José Antonio Pérez Tapias.- Podemos lleva razón en su queja. Si en la vida política hay un espacio simbólico por excelencia es el hemiciclo de un parlamento. Distribuir escaños en él no es un mero repartir asientos numerados, cual si sala de cine fuera. Es el lugar de representación democrática y ésta, además de por la palabra, se expresa de otras muchas formas. La cuestión no se cancela diciendo dónde se han sentado individualmente muy dignos representantes de la ciudadanía. Es importante la configuración espacial de un grupo parlamentario, máxime si por su número es tercero de la cámara. Y además, bajando a aspectos más prosaicos, no es admisible, por otra parte, dispersar a un grupo parlamentario por escaños de manera que hasta se haga difícil su coordinación en el hemiciclo.

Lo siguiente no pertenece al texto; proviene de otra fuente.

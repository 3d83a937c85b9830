//! Board engine: move legality, evaluation, turn derivation.
//!
//! All functions take a board by reference and never mutate it.
//! `apply_move` returns a fresh board so callers can compare before and
//! after, or throw the result away on rejection.

use super::action::Rejection;
use super::rules::{check_winner, is_full};
use super::{Board, GameStatus, Mark, Position, Square};
use tracing::{debug, instrument, warn};

/// Mark that moves next.
///
/// Derived from the mark counts instead of being stored, so it can never
/// drift from the board.
pub fn next_turn(board: &Board) -> Mark {
    if board.count(Mark::X) == board.count(Mark::O) {
        Mark::X
    } else {
        Mark::O
    }
}

/// Evaluates a board.
///
/// Run after every move: a win is reported as soon as a line completes,
/// a draw only when the board is full without a winner.
#[instrument(skip(board))]
pub fn evaluate(board: &Board) -> GameStatus {
    if let Some(winner) = check_winner(board) {
        GameStatus::Won(winner)
    } else if is_full(board) {
        GameStatus::Draw
    } else {
        GameStatus::InProgress
    }
}

/// Places `mark` at `cell`, returning the resulting board.
///
/// Rejected when the cell is out of range, the game is over, the square is
/// taken, or `mark` is not the mark to move.
#[instrument(skip(board))]
pub fn apply_move(board: &Board, cell: usize, mark: Mark) -> Result<Board, Rejection> {
    let position = Position::from_index(cell).ok_or(Rejection::OutOfBounds(cell))?;

    if evaluate(board).is_terminal() {
        debug!("Move after game end");
        return Err(Rejection::GameOver);
    }

    if !board.is_empty(cell) {
        return Err(Rejection::CellOccupied(position));
    }

    let expected = next_turn(board);
    if mark != expected {
        return Err(Rejection::OutOfTurn {
            expected,
            attempted: mark,
        });
    }

    let next = board.with_square(cell, Square::Occupied(mark));
    if !next.is_consistent() {
        warn!(cell, %mark, "Turn alternation violated after move");
    }
    Ok(next)
}
//! Reference match host.
//!
//! An authoritative TCP server speaking the same line protocol as the
//! client. It seats players, runs moves through the board engine and
//! broadcasts snapshots. Used by the `serve` command and integration tests.

mod rooms;

pub use rooms::{BOT_ID, Outbox, Room, RoomRegistry};

use crate::config::HostConfig;
use crate::protocol::{Frame, FrameCodec, MatchMessage, ProtocolError, RawMessage, decode};
use futures::{SinkExt, Stream, StreamExt};
use std::hash::{DefaultHasher, Hash, Hasher};
use std::net::SocketAddr;
use std::sync::Arc;
use std::time::Duration;
use tokio::net::{TcpListener, TcpStream};
use tokio::sync::{Mutex, mpsc};
use tokio::task::JoinHandle;
use tokio::time::MissedTickBehavior;
use tokio_util::codec::{Framed, LinesCodecError};
use tracing::{debug, info, instrument, warn};

const MIN_SWEEP_PERIOD: Duration = Duration::from_secs(1);

/// Listening host.
pub struct MatchHost {
    listener: TcpListener,
    registry: Arc<Mutex<RoomRegistry>>,
    idle_timeout: Duration,
}

impl MatchHost {
    /// Binds the listen socket.
    #[instrument(skip(config), fields(bind = %config.bind()))]
    pub async fn bind(config: &HostConfig) -> std::io::Result<Self> {
        let listener = TcpListener::bind(config.bind()).await?;
        info!(addr = %listener.local_addr()?, "Match host listening");
        Ok(Self {
            listener,
            registry: Arc::new(Mutex::new(RoomRegistry::new())),
            idle_timeout: config.idle_timeout(),
        })
    }

    /// Bound address.
    pub fn local_addr(&self) -> std::io::Result<SocketAddr> {
        self.listener.local_addr()
    }

    /// Accepts connections until the listener fails, sweeping idle rooms
    /// along the way.
    pub async fn run(self) -> std::io::Result<()> {
        let period = (self.idle_timeout / 4).max(MIN_SWEEP_PERIOD);
        let mut sweep = tokio::time::interval(period);
        sweep.set_missed_tick_behavior(MissedTickBehavior::Delay);

        loop {
            tokio::select! {
                accepted = self.listener.accept() => {
                    let (stream, peer) = accepted?;
                    if let Err(e) = stream.set_nodelay(true) {
                        debug!(%peer, error = %e, "Could not set TCP_NODELAY");
                    }
                    tokio::spawn(serve_connection(stream, peer, Arc::clone(&self.registry)));
                }
                _ = sweep.tick() => {
                    self.registry.lock().await.sweep(self.idle_timeout);
                }
            }
        }
    }

    /// Runs the accept loop on a background task.
    pub fn spawn(self) -> JoinHandle<std::io::Result<()>> {
        tokio::spawn(self.run())
    }
}

/// Stable user id for a credential, so a reconnect finds its seat again.
pub fn user_id_for(token: &str) -> String {
    let mut hasher = DefaultHasher::new();
    token.hash(&mut hasher);
    format!("user-{:016x}", hasher.finish())
}

#[instrument(skip(stream, registry))]
async fn serve_connection(
    stream: TcpStream,
    peer: SocketAddr,
    registry: Arc<Mutex<RoomRegistry>>,
) {
    let (mut sink, mut frames) = Framed::new(stream, FrameCodec::new()).split();
    let (outbox, mut queue) = mpsc::unbounded_channel::<Frame>();

    tokio::spawn(async move {
        while let Some(frame) = queue.recv().await {
            if let Err(e) = sink.send(frame).await {
                debug!(error = %e, "Write failed");
                break;
            }
        }
        let _ = SinkExt::<Frame>::close(&mut sink).await;
    });

    let Some(user_id) = authenticate(&mut frames, &outbox).await else {
        debug!("Connection closed before authentication");
        return;
    };
    info!(%user_id, "Client authenticated");

    let mut current: Option<String> = None;
    while let Some(item) = frames.next().await {
        let frame = match item {
            Ok(Ok(frame)) => frame,
            Ok(Err(e)) => {
                warn!(error = %e, "Dropping garbled frame");
                continue;
            }
            Err(e) => {
                debug!(error = %e, "Read failed");
                break;
            }
        };

        match frame {
            Frame::Ping => {
                let _ = outbox.send(Frame::Pong);
            }
            Frame::Pong => {}
            Frame::Create { vs_bot, difficulty } => {
                let mut rooms = registry.lock().await;
                if let Some(previous) = current.take() {
                    rooms.detach(&previous, &user_id, &outbox, true);
                }
                let match_id = rooms.create(vs_bot, difficulty);
                match rooms.join(&match_id, &user_id, outbox.clone()) {
                    Ok(_) => current = Some(match_id),
                    Err(reason) => {
                        let _ = outbox.send(Frame::Rejected { reason });
                    }
                }
            }
            Frame::Join { match_id } => {
                let mut rooms = registry.lock().await;
                if let Some(previous) = current.take()
                    && previous != match_id
                {
                    rooms.detach(&previous, &user_id, &outbox, true);
                }
                match rooms.join(&match_id, &user_id, outbox.clone()) {
                    Ok(_) => current = Some(match_id),
                    Err(reason) => {
                        info!(%match_id, %reason, "Join refused");
                        let _ = outbox.send(Frame::Rejected { reason });
                    }
                }
            }
            Frame::Leave => {
                if let Some(match_id) = current.take() {
                    registry
                        .lock()
                        .await
                        .detach(&match_id, &user_id, &outbox, true);
                }
            }
            Frame::ListRooms => {
                let rooms = registry.lock().await.list();
                let _ = outbox.send(Frame::Rooms { rooms });
            }
            Frame::Data {
                match_id,
                op_code,
                payload,
            } => match decode(&RawMessage { op_code, payload }) {
                Ok(MatchMessage::MoveIntent(intent)) => {
                    registry
                        .lock()
                        .await
                        .play(&match_id, &user_id, intent.cell_index);
                }
                Ok(other) => warn!(op = %other.op_code(), "Client sent a host-only message"),
                Err(e) => warn!(error = %e, "Dropping malformed message"),
            },
            other => debug!(kind = other.kind(), "Ignoring frame"),
        }
    }

    if let Some(match_id) = current {
        registry
            .lock()
            .await
            .detach(&match_id, &user_id, &outbox, false);
    }
    info!(%user_id, "Client disconnected");
}

async fn authenticate<S>(frames: &mut S, outbox: &Outbox) -> Option<String>
where
    S: Stream<Item = Result<Result<Frame, ProtocolError>, LinesCodecError>> + Unpin,
{
    loop {
        match frames.next().await? {
            Ok(Ok(Frame::Authenticate { token })) => {
                if token.trim().is_empty() {
                    warn!("Empty credential refused");
                    let _ = outbox.send(Frame::Rejected {
                        reason: "Credential required".to_string(),
                    });
                    return None;
                }
                let user_id = user_id_for(&token);
                let _ = outbox.send(Frame::Welcome {
                    user_id: user_id.clone(),
                });
                return Some(user_id);
            }
            Ok(Ok(Frame::Ping)) => {
                let _ = outbox.send(Frame::Pong);
            }
            Ok(Ok(other)) => {
                debug!(kind = other.kind(), "Frame before authentication");
                let _ = outbox.send(Frame::Rejected {
                    reason: "Authenticate first".to_string(),
                });
            }
            Ok(Err(e)) => warn!(error = %e, "Dropping garbled frame"),
            Err(_) => return None,
        }
    }
}
//! Mutable fields of a session, guarded by the controller's mutex.

use super::phase::{Intent, MatchInfo, MatchPhase, MatchSnapshot, MoveResolution};
use crate::error::MatchError;
use crate::protocol::{Outcome, StateUpdate};
use crate::transport::FrameSender;
use strictly_tictactoe::{Board, Mark, Square};
use tokio::sync::oneshot;
use tokio::time::Instant;
use tracing::{debug, info, warn};

/// Outstanding intent plus the channel that settles it.
pub(crate) struct Pending {
    pub(crate) id: u64,
    pub(crate) intent: Intent,
    pub(crate) prediction: Board,
    pub(crate) resolve: oneshot::Sender<MoveResolution>,
}

/// One game instance.
pub(crate) struct Match {
    pub(crate) info: MatchInfo,
    pub(crate) board: Board,
    pub(crate) turn: Mark,
    pub(crate) started: bool,
    pub(crate) last_seq: Option<u64>,
    pub(crate) pending: Option<Pending>,
}

impl Match {
    pub(crate) fn new(info: MatchInfo) -> Self {
        Self {
            info,
            board: Board::new(),
            turn: Mark::X,
            started: false,
            last_seq: None,
            pending: None,
        }
    }

    /// Applies an authoritative snapshot and settles any pending intent.
    ///
    /// Returns false when the snapshot is stale and was discarded.
    pub(crate) fn apply_update(&mut self, update: StateUpdate) -> bool {
        if let (Some(seq), Some(last)) = (update.seq, self.last_seq)
            && seq <= last
        {
            debug!(seq, last, "Discarding stale snapshot");
            return false;
        }
        if !update.board.is_consistent() {
            warn!(board = ?update.board, "Host snapshot breaks turn alternation");
        }

        if let Some(pending) = self.pending.take() {
            let intent = pending.intent;
            let resolution =
                if update.board.get(intent.cell_index) == Some(Square::Occupied(intent.mark)) {
                    MoveResolution::Confirmed(update.board)
                } else {
                    debug!(
                        cell = intent.cell_index,
                        predicted = ?pending.prediction,
                        "Authoritative snapshot replaced prediction"
                    );
                    MoveResolution::Superseded(update.board)
                };
            let _ = pending.resolve.send(resolution);
        }

        self.board = update.board;
        self.turn = update.turn;
        self.started = true;
        if update.seq.is_some() {
            self.last_seq = update.seq;
        }
        true
    }
}

/// Everything the critical section protects.
#[derive(Default)]
pub(crate) struct SessionState {
    pub(crate) phase: MatchPhase,
    pub(crate) current: Option<Match>,
    pub(crate) sender: Option<FrameSender>,
    pub(crate) user_id: Option<String>,
    pub(crate) reason: Option<String>,
    pub(crate) grace_deadline: Option<Instant>,
    pub(crate) reconnects_used: u32,
    pub(crate) next_intent_id: u64,
}

impl SessionState {
    pub(crate) fn transition(&mut self, phase: MatchPhase) {
        if self.phase != phase {
            info!(from = %self.phase, to = %phase, "Phase change");
            self.phase = phase;
        }
    }

    /// Moves to `Ended`, dropping any pending intent and grace timer.
    pub(crate) fn end(&mut self, outcome: Outcome, reason: impl Into<String>) {
        self.transition(MatchPhase::Ended(outcome));
        self.reason = Some(reason.into());
        self.grace_deadline = None;
        if let Some(current) = self.current.as_mut() {
            current.pending = None;
        }
    }

    /// Drops the pending intent, if any. Its caller sees the channel close.
    pub(crate) fn fail_pending(&mut self) {
        if let Some(current) = self.current.as_mut()
            && current.pending.take().is_some()
        {
            debug!("Pending intent failed");
        }
    }

    /// Error for a caller whose pending intent was dropped.
    pub(crate) fn dropped_intent_error(&self) -> MatchError {
        match self.phase {
            MatchPhase::Closed => MatchError::SessionClosed,
            MatchPhase::Ended(_) => MatchError::MatchAlreadyEnded,
            _ => MatchError::MoveInterrupted,
        }
    }

    pub(crate) fn snapshot(&self) -> MatchSnapshot {
        let mut snapshot = MatchSnapshot {
            phase: self.phase,
            reason: self.reason.clone(),
            opponent_away: self.grace_deadline.is_some(),
            ..MatchSnapshot::default()
        };
        if let Some(current) = &self.current {
            snapshot.match_id = Some(current.info.match_id().clone());
            snapshot.local_mark = Some(*current.info.local_mark());
            snapshot.board = current.board;
            snapshot.displayed_board = current
                .pending
                .as_ref()
                .map_or(current.board, |p| p.prediction);
            snapshot.pending_cell = current.pending.as_ref().map(|p| p.intent.cell_index);
            if current.started && !self.phase.is_terminal() {
                snapshot.turn = Some(current.turn);
            }
        }
        snapshot
    }
}
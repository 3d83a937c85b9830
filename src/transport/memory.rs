//! In-process link speaking the same JSON lines as TCP.
//!
//! [`channel`] returns a connector for the client side and an acceptor that
//! hands out one [`MemoryPeer`] per connection. Useful for driving a
//! [`MatchSession`](crate::MatchSession) without sockets.

use super::{Connector, Transport};
use crate::error::TransportError;
use crate::protocol::{Frame, ProtocolError, decode_line, encode_line};
use async_trait::async_trait;
use tokio::sync::mpsc;
use tracing::debug;

/// Creates a connected connector/acceptor pair.
pub fn channel() -> (MemoryConnector, MemoryAcceptor) {
    let (tx, rx) = mpsc::unbounded_channel();
    (MemoryConnector { peers: tx }, MemoryAcceptor { incoming: rx })
}

/// Client side: every `connect` produces a new peer on the acceptor.
#[derive(Debug, Clone)]
pub struct MemoryConnector {
    peers: mpsc::UnboundedSender<MemoryPeer>,
}

#[async_trait]
impl Connector for MemoryConnector {
    async fn connect(&self) -> Result<Box<dyn Transport>, TransportError> {
        let (to_peer, from_client) = mpsc::unbounded_channel();
        let (to_client, from_peer) = mpsc::unbounded_channel();

        self.peers
            .send(MemoryPeer {
                tx: to_client,
                rx: from_client,
            })
            .map_err(|_| TransportError::ConnectFailed("no listener".to_string()))?;

        debug!("Memory link open");
        Ok(Box::new(MemoryTransport {
            tx: Some(to_peer),
            rx: from_peer,
        }))
    }
}

/// Host side of [`channel`].
#[derive(Debug)]
pub struct MemoryAcceptor {
    incoming: mpsc::UnboundedReceiver<MemoryPeer>,
}

impl MemoryAcceptor {
    /// Waits for the next client connection.
    pub async fn accept(&mut self) -> Option<MemoryPeer> {
        self.incoming.recv().await
    }
}

/// Host end of one memory link.
#[derive(Debug)]
pub struct MemoryPeer {
    tx: mpsc::UnboundedSender<String>,
    rx: mpsc::UnboundedReceiver<String>,
}

impl MemoryPeer {
    /// Sends a frame to the client.
    pub fn send(&self, frame: &Frame) -> Result<(), TransportError> {
        self.send_line(encode_line(frame)?)
    }

    /// Sends an arbitrary line, well-formed or not.
    pub fn send_line(&self, line: impl Into<String>) -> Result<(), TransportError> {
        self.tx
            .send(line.into())
            .map_err(|_| TransportError::NotConnected)
    }

    /// Next frame from the client. `None` once the client has closed.
    pub async fn recv(&mut self) -> Option<Result<Frame, ProtocolError>> {
        let line = self.rx.recv().await?;
        Some(decode_line(&line))
    }

    /// Next frame that is not a heartbeat.
    pub async fn recv_frame(&mut self) -> Option<Result<Frame, ProtocolError>> {
        loop {
            match self.recv().await? {
                Ok(Frame::Ping) | Ok(Frame::Pong) => continue,
                other => return Some(other),
            }
        }
    }

    /// Completes the handshake for whatever token the client presents.
    pub async fn accept_handshake(
        &mut self,
        user_id: impl Into<String>,
    ) -> Result<String, TransportError> {
        match self.recv_frame().await {
            Some(Ok(Frame::Authenticate { token })) => {
                self.send(&Frame::Welcome {
                    user_id: user_id.into(),
                })?;
                Ok(token)
            }
            Some(Ok(other)) => Err(TransportError::ConnectFailed(format!(
                "expected authenticate, got {}",
                other.kind()
            ))),
            Some(Err(e)) => Err(e.into()),
            None => Err(TransportError::ConnectFailed(
                "closed during handshake".to_string(),
            )),
        }
    }
}

/// Client end of one memory link.
#[derive(Debug)]
pub struct MemoryTransport {
    tx: Option<mpsc::UnboundedSender<String>>,
    rx: mpsc::UnboundedReceiver<String>,
}

#[async_trait]
impl Transport for MemoryTransport {
    async fn send(&mut self, frame: Frame) -> Result<(), TransportError> {
        let line = encode_line(&frame)?;
        self.tx
            .as_ref()
            .ok_or(TransportError::NotConnected)?
            .send(line)
            .map_err(|_| TransportError::Io("peer dropped".to_string()))
    }

    async fn recv(&mut self) -> Option<Result<Frame, TransportError>> {
        let line = self.rx.recv().await?;
        Some(decode_line(&line).map_err(TransportError::Protocol))
    }

    async fn close(&mut self) -> Result<(), TransportError> {
        self.tx.take();
        self.rx.close();
        Ok(())
    }
}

Podemos, ante cómo han quedado sus diputadas y diputados, lleva razón en su queja por una resolución injusta de la Mesa del Congreso, manifiesten de una forma u otra su malestar. Lo dije ayer. Y hoy me reafirmo en que no se puede entender que el PSOE, por parte de quien le representa en la Mesa del Congreso, haya aprobado la distribución de escaños que se ha hecho en el hemiciclo. Ciertamente, la considero escandalosa. Una «cacicada» la han llamado desde Podemos. Está claro que ha salido así por los votos que permite la composición de la Mesa misma. Al haber facilitado dicha composición (con mayoría de la derecha) se añade ahora el que el PSOE apoye lo que esa derecha impone. Bien podía, al menos, haberse posicionado junto al Presidente de la Cámara, el socialista Patxi López, que se abstuvo, aunque en su caso fuera por ser neutral como «árbitro». No sólo es obligado reclamar al Grupo Parlamentario Socialista una explicación, sino que es necesario que se actúe de otra manera.

(¿O no estamos trabajando a favor de un pacto de izquierda?)